Exercise prompt: Each line of the records that includes "DumpStream" should be found and copied.

Data for review:
====

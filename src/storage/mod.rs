// dbbackup/src/storage/mod.rs
use crate::backup::pipeline::DumpStream;
use crate::config::{Destination, DestinationConfig};
use crate::errors::{BackupError, Result};
use async_trait::async_trait;
use chrono::{DateTime, Utc};
use std::path::Path;
use std::sync::Arc;

pub mod local;
pub mod rsync;
pub mod s3;
pub mod sftp;

/// One listed file/object, as seen by a cleanup pass.
#[derive(Debug, Clone)]
pub struct BackupFileRecord {
    /// Bare file name, used for grouping by database.
    pub name: String,
    /// Full key/path within the backend, used for deletion.
    pub key: String,
    pub modified: DateTime<Utc>,
}

/// A configured upload target. Keys passed in are always relative to the
/// backend's configured base path; each implementation applies its own
/// prefix internally.
#[async_trait]
pub trait StorageBackend: Send + Sync {
    /// Stable identity for logs and rotation markers, e.g. `s3:endpoint/bucket`.
    fn id(&self) -> &str;

    /// Whether `put_stream` is available for this backend.
    fn supports_streaming(&self) -> bool {
        false
    }

    /// Uploads a local file under `key`.
    async fn put_file(&self, src: &Path, key: &str) -> Result<()>;

    /// Consumes a live dump stream and persists it under `key`.
    async fn put_stream(&self, stream: DumpStream, key: &str) -> Result<()> {
        drop(stream);
        Err(BackupError::Upload {
            destination: self.id().to_string(),
            message: format!("{} does not support streaming uploads", key),
        })
    }

    /// Lists files below `prefix`, recursing one level into per-database
    /// subdirectories where the backend organizes by table.
    async fn list(&self, prefix: &str) -> Result<Vec<BackupFileRecord>>;

    /// Deletes the given keys. Object-storage backends batch internally.
    async fn delete(&self, keys: &[String]) -> Result<()>;

    /// Server-side copy used for rotation, so promotion into a retention
    /// bucket never re-uploads the dump.
    async fn copy(&self, src_key: &str, dst_key: &str) -> Result<()>;
}

/// A backend together with its rotation/retention flag.
#[derive(Clone)]
pub struct BoundDestination {
    pub backend: Arc<dyn StorageBackend>,
    pub rotate: bool,
}

/// Builds backend instances for every configured destination. Fails fast on
/// backends that cannot even be constructed (bad credentials/config).
pub async fn build_destinations(destinations: &[Destination]) -> Result<Vec<BoundDestination>> {
    let mut bound = Vec::with_capacity(destinations.len());
    for dest in destinations {
        let backend: Arc<dyn StorageBackend> = match &dest.kind {
            DestinationConfig::S3 {
                endpoint,
                region,
                bucket,
                path,
                access_key,
                secret_key,
            } => Arc::new(
                s3::S3Backend::connect(
                    endpoint.clone(),
                    region.clone(),
                    bucket.clone(),
                    path.clone(),
                    access_key.clone(),
                    secret_key.clone(),
                )
                .await?,
            ),
            DestinationConfig::Sftp {
                host,
                port,
                user,
                path,
            } => Arc::new(sftp::SftpBackend::new(
                host.clone(),
                *port,
                user.clone(),
                path.clone(),
            )),
            DestinationConfig::Rsync {
                host,
                user,
                path,
                flags,
            } => Arc::new(rsync::RsyncBackend::new(
                host.clone(),
                user.clone(),
                path.clone(),
                flags.clone(),
            )),
            DestinationConfig::Local { path } => Arc::new(local::LocalBackend::new(path.clone())),
        };
        bound.push(BoundDestination {
            backend,
            rotate: dest.rotate,
        });
    }
    Ok(bound)
}

/// Streaming mode requires every destination to accept piped uploads.
pub fn all_support_streaming(destinations: &[BoundDestination]) -> bool {
    destinations.iter().all(|d| d.backend.supports_streaming())
}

====

Answer to this exercise:
use crate::backup::pipeline::DumpStream;
    async fn put_stream(&self, stream: DumpStream, key: &str) -> Result<()> {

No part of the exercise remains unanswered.